_REQUIRED ACTION_
Quote exactly and only this range of lines in the data below: the line that holds "pub fn to_hex(&self)" to the line that holds "pub struct KeySigner", both included.

_INFORMATION GIVEN_

//! KeySigner: private key parsing, account derivation and message signing.
//!
//! The signing key is zeroized when the `KeySigner` is dropped, and the
//! intermediate decoded buffer never outlives `load`. Callers should keep the
//! signer scoped to a single invocation.

use std::fmt;

use k256::ecdsa::{RecoveryId, Signature as EcdsaSignature, SigningKey, VerifyingKey};
use zeroize::Zeroizing;

use crate::account::Account;
use crate::hash::eip191_hash;

/// Error type for key loading, signing and verification.
#[derive(Debug, Clone, PartialEq, Eq, thiserror::Error)]
pub enum SignerError {
    #[error("invalid private key: {0}")]
    InvalidKey(&'static str),
    #[error("signing failed")]
    SigningFailed,
    #[error("invalid signature encoding")]
    InvalidSignature,
    #[error("signature does not match account: recovered {recovered}, expected {expected}")]
    AccountMismatch { recovered: Account, expected: Account },
}

/// A 65-byte recoverable signature `r || s || v` with `v` in {27, 28}.
#[derive(Clone, Copy, PartialEq, Eq)]
pub struct Signature([u8; 65]);

impl Signature {
    pub const LEN: usize = 65;

    pub fn from_bytes(bytes: [u8; 65]) -> Self {
        Self(bytes)
    }

    pub fn from_slice(bytes: &[u8]) -> Result<Self, SignerError> {
        let arr: [u8; 65] = bytes.try_into().map_err(|_| SignerError::InvalidSignature)?;
        Ok(Self(arr))
    }

    pub fn as_bytes(&self) -> &[u8; 65] {
        &self.0
    }

    pub fn v(&self) -> u8 {
        self.0[64]
    }

    /// `0x`-prefixed lowercase hex, the usual wire form.
    pub fn to_hex(&self) -> String {
        format!("0x{}", hex::encode(self.0))
    }

    fn split(&self) -> Result<(EcdsaSignature, RecoveryId), SignerError> {
        let sig = EcdsaSignature::from_slice(&self.0[..64])
            .map_err(|_| SignerError::InvalidSignature)?;
        let v = match self.0[64] {
            27 | 28 => self.0[64] - 27,
            0 | 1 => self.0[64],
            _ => return Err(SignerError::InvalidSignature),
        };
        let recid = RecoveryId::from_byte(v).ok_or(SignerError::InvalidSignature)?;
        Ok((sig, recid))
    }
}

impl fmt::Debug for Signature {
    fn fmt(&self, f: &mut fmt::Formatter<'_>) -> fmt::Result {
        write!(f, "Signature({})", self.to_hex())
    }
}

/// Holds the secret key for the lifetime of one assignment flow.
pub struct KeySigner {
    key: SigningKey,
    account: Account,
}

impl KeySigner {
    /// Expected length of the hex body after the `0x` prefix.
    pub const HEX_LEN: usize = 64;

    /// Parse a `0x`-prefixed 32-byte hex private key.
    ///
    /// Fails fast on a missing prefix, wrong length, non-hex characters, or a
    /// scalar outside the curve order. Never performs I/O.
    pub fn load(private_key_hex: &str) -> Result<Self, SignerError> {
        let digits = private_key_hex
            .strip_prefix("0x")
            .ok_or(SignerError::InvalidKey("missing 0x prefix"))?;
        if digits.len() != Self::HEX_LEN {
            return Err(SignerError::InvalidKey("expected 64 hex digits"));
        }

        let mut buf = Zeroizing::new([0u8; 32]);
        hex::decode_to_slice(digits, &mut buf[..])
            .map_err(|_| SignerError::InvalidKey("non-hex characters"))?;

        let key = SigningKey::from_slice(&buf[..])
            .map_err(|_| SignerError::InvalidKey("scalar out of range"))?;
        let account = account_of(key.verifying_key());
        Ok(Self { key, account })
    }

    pub fn account(&self) -> Account {
        self.account
    }

    /// Sign `message` as an EIP-191 personal message.
    ///
    /// RFC 6979 nonces make the signature deterministic for a given key and
    /// message; `s` is normalized to the lower half of the curve order.
    pub fn sign(&self, message: &[u8]) -> Result<Signature, SignerError> {
        let digest = eip191_hash(message);
        let (sig, recid) = self
            .key
            .sign_prehash_recoverable(&digest)
            .map_err(|_| SignerError::SigningFailed)?;

        let mut out = [0u8; 65];
        out[..64].copy_from_slice(&sig.to_bytes());
        out[64] = recid.to_byte() + 27;
        Ok(Signature(out))
    }
}

impl fmt::Debug for KeySigner {
    fn fmt(&self, f: &mut fmt::Formatter<'_>) -> fmt::Result {
        f.debug_struct("KeySigner")
            .field("account", &self.account)
            .field("key", &"<redacted>")
            .finish()
    }
}

fn account_of(key: &VerifyingKey) -> Account {
    let point = key.to_encoded_point(false);
    let mut xy = [0u8; 64];
    xy.copy_from_slice(&point.as_bytes()[1..]);
    Account::from_public_key_xy(&xy)
}

/// Recover the account that signed an EIP-191 `message`.
pub fn recover_account(message: &[u8], signature: &Signature) -> Result<Account, SignerError> {
    let (sig, recid) = signature.split()?;
    let digest = eip191_hash(message);
    let key = VerifyingKey::recover_from_prehash(&digest, &sig, recid)
        .map_err(|_| SignerError::InvalidSignature)?;
    Ok(account_of(&key))
}

/// Verify that `signature` over `message` was produced by `expected`.
pub fn verify_signature(
    message: &[u8],
    signature: &Signature,
    expected: &Account,
) -> Result<(), SignerError> {
    let recovered = recover_account(message, signature)?;
    if &recovered == expected {
        Ok(())
    } else {
        Err(SignerError::AccountMismatch {
            recovered,
            expected: *expected,
        })
    }
}

#[cfg(test)]
mod tests {
    use super::*;

    const KEY_ONE: &str = "0x0000000000000000000000000000000000000000000000000000000000000001";
    const KEY_DOCS: &str = "0x4c0883a69102937d6231471b5dbb6204fe5129617082792ae468d01a3f362318";

    #[test]
    fn test_known_account_derivation() {
        let signer = KeySigner::load(KEY_ONE).unwrap();
        assert_eq!(
            signer.account().to_checksum(),
            "0x7E5F4552091A69125d5DfCb7b8C2659029395Bdf"
        );

        let signer = KeySigner::load(KEY_DOCS).unwrap();
        assert_eq!(
            signer.account().to_checksum(),
            "0x2c7536E3605D9C16a7a3D7b1898e529396a65c23"
        );
    }

    #[test]
    fn test_load_rejects_malformed_keys() {
        let cases = [
            "4c0883a69102937d6231471b5dbb6204fe5129617082792ae468d01a3f362318",
            "0x4c0883a69102937d6231471b5dbb6204fe5129617082792ae468d01a3f3623",
            "0x4c0883a69102937d6231471b5dbb6204fe5129617082792ae468d01a3f36231800",
            "0xzz0883a69102937d6231471b5dbb6204fe5129617082792ae468d01a3f362318",
            "0x0000000000000000000000000000000000000000000000000000000000000000",
            "0xffffffffffffffffffffffffffffffffffffffffffffffffffffffffffffffff",
            "",
        ];
        for case in cases {
            assert!(
                matches!(KeySigner::load(case), Err(SignerError::InvalidKey(_))),
                "{case:?} should be rejected"
            );
        }
    }

    #[test]
    fn test_sign_is_deterministic_and_verifiable() {
        let signer = KeySigner::load(KEY_DOCS).unwrap();
        let message = b"hypercycle-manager-assignment/v1\ncredential:1";

        let sig1 = signer.sign(message).unwrap();
        let sig2 = signer.sign(message).unwrap();

        assert_eq!(sig1, sig2);
        assert!(sig1.v() == 27 || sig1.v() == 28);
        assert!(verify_signature(message, &sig1, &signer.account()).is_ok());
    }

    #[test]
    fn test_wrong_message_fails() {
        let signer = KeySigner::load(KEY_DOCS).unwrap();
        let sig = signer.sign(b"original").unwrap();
        assert!(verify_signature(b"tampered", &sig, &signer.account()).is_err());
    }

    #[test]
    fn test_wrong_account_fails() {
        let signer = KeySigner::load(KEY_DOCS).unwrap();
        let other = KeySigner::load(KEY_ONE).unwrap();
        let sig = signer.sign(b"message").unwrap();

        let err = verify_signature(b"message", &sig, &other.account()).unwrap_err();
        assert!(matches!(err, SignerError::AccountMismatch { .. }));
    }

    #[test]
    fn test_recovery_accepts_raw_recovery_id() {
        let signer = KeySigner::load(KEY_DOCS).unwrap();
        let sig = signer.sign(b"message").unwrap();

        let mut raw = *sig.as_bytes();
        raw[64] -= 27;
        let raw = Signature::from_bytes(raw);
        assert_eq!(recover_account(b"message", &raw).unwrap(), signer.account());
    }

    #[test]
    fn test_invalid_v_rejected() {
        let signer = KeySigner::load(KEY_DOCS).unwrap();
        let mut bytes = *signer.sign(b"message").unwrap().as_bytes();
        bytes[64] = 35;
        assert_eq!(
            recover_account(b"message", &Signature::from_bytes(bytes)),
            Err(SignerError::InvalidSignature)
        );
    }

    #[test]
    fn test_debug_redacts_key() {
        let signer = KeySigner::load(KEY_DOCS).unwrap();
        let debug = format!("{signer:?}");
        assert!(debug.contains("<redacted>"));
        assert!(!debug.contains("4c0883a6"));
    }

    #[test]
    fn test_signature_hex_round_trip() {
        let signer = KeySigner::load(KEY_ONE).unwrap();
        let sig = signer.sign(b"x").unwrap();
        let hex_str = sig.to_hex();
        assert_eq!(hex_str.len(), 2 + 130);
        let decoded = hex::decode(hex_str.trim_start_matches("0x")).unwrap();
        assert_eq!(Signature::from_slice(&decoded).unwrap(), sig);
    }
}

_WRITTEN ANSWER_
    pub fn to_hex(&self) -> String {
        format!("0x{}", hex::encode(self.0))
    }

    fn split(&self) -> Result<(EcdsaSignature, RecoveryId), SignerError> {
        let sig = EcdsaSignature::from_slice(&self.0[..64])
            .map_err(|_| SignerError::InvalidSignature)?;
        let v = match self.0[64] {
            27 | 28 => self.0[64] - 27,
            0 | 1 => self.0[64],
            _ => return Err(SignerError::InvalidSignature),
        };
        let recid = RecoveryId::from_byte(v).ok_or(SignerError::InvalidSignature)?;
        Ok((sig, recid))
    }
}

impl fmt::Debug for Signature {
    fn fmt(&self, f: &mut fmt::Formatter<'_>) -> fmt::Result {
        write!(f, "Signature({})", self.to_hex())
    }
}

/// Holds the secret key for the lifetime of one assignment flow.
pub struct KeySigner {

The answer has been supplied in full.